= Dataset entries =
..........
//! Identifier conversions between the upstream snake_case names and Java
//! CamelCase, plus the suffix rules used to pair replies with requests.

use crate::config::NamingConfig;

pub const NOTIFICATION_SUFFIX: &str = "Notification";
pub const CALLBACK_SUFFIX: &str = "Callback";
pub const DUMP_SUFFIX: &str = "Dump";
pub const REPLY_DUMP_SUFFIX: &str = "ReplyDump";

/// `show_version_reply` -> `ShowVersionReply`.
///
/// Follows title-casing rules: a letter is uppercased when it does not
/// follow another letter, every other letter is lowercased, underscores are
/// dropped. `ip4_arp_event` therefore becomes `Ip4ArpEvent`.
pub fn to_upper_camel(name: &str) -> String {
    let mut out = String::with_capacity(name.len());
    let mut prev_is_letter = false;
    for c in name.chars() {
        if c == '_' {
            prev_is_letter = false;
            continue;
        }
        if c.is_alphabetic() {
            if prev_is_letter {
                out.extend(c.to_lowercase());
            } else {
                out.extend(c.to_uppercase());
            }
            prev_is_letter = true;
        } else {
            out.push(c);
            prev_is_letter = false;
        }
    }
    out
}

/// `show_version_reply` -> `showVersionReply`.
pub fn to_lower_camel(name: &str) -> String {
    let upper = to_upper_camel(name);
    let mut chars = upper.chars();
    match chars.next() {
        None => String::new(),
        Some(first) => first.to_lowercase().collect::<String>() + chars.as_str(),
    }
}

/// Casing- and separator-insensitive form used for every name comparison.
pub fn normalize(name: &str) -> String {
    name.chars()
        .filter(|c| *c != '_')
        .flat_map(char::to_lowercase)
        .collect()
}

/// Suffix (in CamelCase length terms) that separates a reply name from its
/// request name. `L2FibTableEntry` is a details message whose reply suffix is
/// only `Entry`.
fn reply_suffix_len(camel_name: &str) -> usize {
    let normalized = normalize(camel_name);
    if normalized.ends_with("l2fibtableentry") {
        "entry".len()
    } else if normalized.ends_with("details") {
        "details".len()
    } else if normalized.ends_with("reply") {
        "reply".len()
    } else {
        0
    }
}

pub fn remove_reply_suffix(camel_name: &str) -> &str {
    let cut = camel_name.len().saturating_sub(reply_suffix_len(camel_name));
    camel_name.get(..cut).unwrap_or(camel_name)
}

pub fn add_notification_suffix(camel_name: &str) -> String {
    format!("{}{}", camel_name, NOTIFICATION_SUFFIX)
}

/// Request DTO name for a reply: taken from the irregular-naming table when
/// the upstream name is listed there, otherwise the reply name minus its
/// reply suffix.
pub fn resolve_request_name(reply_camel: &str, snake_name: &str, naming: &NamingConfig) -> String {
    match naming.request_for(snake_name) {
        Some(request) => to_upper_camel(request),
        None => remove_reply_suffix(reply_camel).to_string(),
    }
}

/// Dump request DTO that a details message answers, e.g. `FooDump`.
pub fn dump_request_name(details_name: &str, naming: &NamingConfig) -> String {
    let request = resolve_request_name(&to_upper_camel(details_name), details_name, naming);
    format!("{}{}", request, DUMP_SUFFIX)
}

/// Synthetic wrapper collecting every details record of one dump, e.g.
/// `FooDumpReplyDump`.
pub fn dump_reply_wrapper_name(details_name: &str, naming: &NamingConfig) -> String {
    format!("{}{}", dump_request_name(details_name, naming), REPLY_DUMP_SUFFIX)
}

#[cfg(test)]
mod tests {
    use super::*;

    #[test]
    fn camel_case_conversions() {
        assert_eq!(to_upper_camel("show_version_reply"), "ShowVersionReply");
        assert_eq!(to_lower_camel("show_version_reply"), "showVersionReply");
        assert_eq!(to_upper_camel("ip4_arp_event"), "Ip4ArpEvent");
        assert_eq!(to_upper_camel("l2_fib_table_entry"), "L2FibTableEntry");
        assert_eq!(to_upper_camel("sw_if_index"), "SwIfIndex");
        assert_eq!(to_lower_camel("context"), "context");
        assert_eq!(to_lower_camel(""), "");
    }

    #[test]
    fn conversion_is_lossy() {
        assert_eq!(to_upper_camel("foo__bar"), "FooBar");
        assert_eq!(to_upper_camel("FOO_BAR"), "FooBar");
    }

    #[test]
    fn reply_suffix_stripping() {
        assert_eq!(remove_reply_suffix("ShowVersionReply"), "ShowVersion");
        assert_eq!(remove_reply_suffix("SwInterfaceDetails"), "SwInterface");
        assert_eq!(remove_reply_suffix("L2FibTableEntry"), "L2FibTable");
        assert_eq!(remove_reply_suffix("ShowVersion"), "ShowVersion");
    }

    #[test]
    fn request_names_prefer_exception_table() {
        let naming = NamingConfig::default();
        assert_eq!(resolve_request_name("CliReply", "cli_reply", &naming), "CliRequest");
        assert_eq!(
            resolve_request_name("VnetSummaryStatsReply", "vnet_summary_stats_reply", &naming),
            "VnetGetSummaryStats"
        );
        assert_eq!(resolve_request_name("ShowVersionReply", "show_version_reply", &naming), "ShowVersion");
    }

    #[test]
    fn dump_names() {
        let naming = NamingConfig::default();
        assert_eq!(dump_request_name("sw_interface_details", &naming), "SwInterfaceDump");
        assert_eq!(dump_request_name("bridge_domain_sw_if_details", &naming), "BridgeDomainDump");
        assert_eq!(dump_request_name("l2_fib_table_entry", &naming), "L2FibTableDump");
        assert_eq!(
            dump_reply_wrapper_name("bridge_domain_details", &naming),
            "BridgeDomainDumpReplyDump"
        );
    }
}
..........
= Activity =
Could all of the entries be retyped word for word?

= Response =
//! Identifier conversions between the upstream snake_case names and Java
//! CamelCase, plus the suffix rules used to pair replies with requests.

use crate::config::NamingConfig;

pub const NOTIFICATION_SUFFIX: &str = "Notification";
pub const CALLBACK_SUFFIX: &str = "Callback";
pub const DUMP_SUFFIX: &str = "Dump";
pub const REPLY_DUMP_SUFFIX: &str = "ReplyDump";

/// `show_version_reply` -> `ShowVersionReply`.
///
/// Follows title-casing rules: a letter is uppercased when it does not
/// follow another letter, every other letter is lowercased, underscores are
/// dropped. `ip4_arp_event` therefore becomes `Ip4ArpEvent`.
pub fn to_upper_camel(name: &str) -> String {
    let mut out = String::with_capacity(name.len());
    let mut prev_is_letter = false;
    for c in name.chars() {
        if c == '_' {
            prev_is_letter = false;
            continue;
        }
        if c.is_alphabetic() {
            if prev_is_letter {
                out.extend(c.to_lowercase());
            } else {
                out.extend(c.to_uppercase());
            }
            prev_is_letter = true;
        } else {
            out.push(c);
            prev_is_letter = false;
        }
    }
    out
}

/// `show_version_reply` -> `showVersionReply`.
pub fn to_lower_camel(name: &str) -> String {
    let upper = to_upper_camel(name);
    let mut chars = upper.chars();
    match chars.next() {
        None => String::new(),
        Some(first) => first.to_lowercase().collect::<String>() + chars.as_str(),
    }
}

/// Casing- and separator-insensitive form used for every name comparison.
pub fn normalize(name: &str) -> String {
    name.chars()
        .filter(|c| *c != '_')
        .flat_map(char::to_lowercase)
        .collect()
}

/// Suffix (in CamelCase length terms) that separates a reply name from its
/// request name. `L2FibTableEntry` is a details message whose reply suffix is
/// only `Entry`.
fn reply_suffix_len(camel_name: &str) -> usize {
    let normalized = normalize(camel_name);
    if normalized.ends_with("l2fibtableentry") {
        "entry".len()
    } else if normalized.ends_with("details") {
        "details".len()
    } else if normalized.ends_with("reply") {
        "reply".len()
    } else {
        0
    }
}

pub fn remove_reply_suffix(camel_name: &str) -> &str {
    let cut = camel_name.len().saturating_sub(reply_suffix_len(camel_name));
    camel_name.get(..cut).unwrap_or(camel_name)
}

pub fn add_notification_suffix(camel_name: &str) -> String {
    format!("{}{}", camel_name, NOTIFICATION_SUFFIX)
}

/// Request DTO name for a reply: taken from the irregular-naming table when
/// the upstream name is listed there, otherwise the reply name minus its
/// reply suffix.
pub fn resolve_request_name(reply_camel: &str, snake_name: &str, naming: &NamingConfig) -> String {
    match naming.request_for(snake_name) {
        Some(request) => to_upper_camel(request),
        None => remove_reply_suffix(reply_camel).to_string(),
    }
}

/// Dump request DTO that a details message answers, e.g. `FooDump`.
pub fn dump_request_name(details_name: &str, naming: &NamingConfig) -> String {
    let request = resolve_request_name(&to_upper_camel(details_name), details_name, naming);
    format!("{}{}", request, DUMP_SUFFIX)
}

/// Synthetic wrapper collecting every details record of one dump, e.g.
/// `FooDumpReplyDump`.
pub fn dump_reply_wrapper_name(details_name: &str, naming: &NamingConfig) -> String {
    format!("{}{}", dump_request_name(details_name, naming), REPLY_DUMP_SUFFIX)
}

#[cfg(test)]
mod tests {
    use super::*;

    #[test]
    fn camel_case_conversions() {
        assert_eq!(to_upper_camel("show_version_reply"), "ShowVersionReply");
        assert_eq!(to_lower_camel("show_version_reply"), "showVersionReply");
        assert_eq!(to_upper_camel("ip4_arp_event"), "Ip4ArpEvent");
        assert_eq!(to_upper_camel("l2_fib_table_entry"), "L2FibTableEntry");
        assert_eq!(to_upper_camel("sw_if_index"), "SwIfIndex");
        assert_eq!(to_lower_camel("context"), "context");
        assert_eq!(to_lower_camel(""), "");
    }

    #[test]
    fn conversion_is_lossy() {
        assert_eq!(to_upper_camel("foo__bar"), "FooBar");
        assert_eq!(to_upper_camel("FOO_BAR"), "FooBar");
    }

    #[test]
    fn reply_suffix_stripping() {
        assert_eq!(remove_reply_suffix("ShowVersionReply"), "ShowVersion");
        assert_eq!(remove_reply_suffix("SwInterfaceDetails"), "SwInterface");
        assert_eq!(remove_reply_suffix("L2FibTableEntry"), "L2FibTable");
        assert_eq!(remove_reply_suffix("ShowVersion"), "ShowVersion");
    }

    #[test]
    fn request_names_prefer_exception_table() {
        let naming = NamingConfig::default();
        assert_eq!(resolve_request_name("CliReply", "cli_reply", &naming), "CliRequest");
        assert_eq!(
            resolve_request_name("VnetSummaryStatsReply", "vnet_summary_stats_reply", &naming),
            "VnetGetSummaryStats"
        );
        assert_eq!(resolve_request_name("ShowVersionReply", "show_version_reply", &naming), "ShowVersion");
    }

    #[test]
    fn dump_names() {
        let naming = NamingConfig::default();
        assert_eq!(dump_request_name("sw_interface_details", &naming), "SwInterfaceDump");
        assert_eq!(dump_request_name("bridge_domain_sw_if_details", &naming), "BridgeDomainDump");
        assert_eq!(dump_request_name("l2_fib_table_entry", &naming), "L2FibTableDump");
        assert_eq!(
            dump_reply_wrapper_name("bridge_domain_details", &naming),
            "BridgeDomainDumpReplyDump"
        );
    }
}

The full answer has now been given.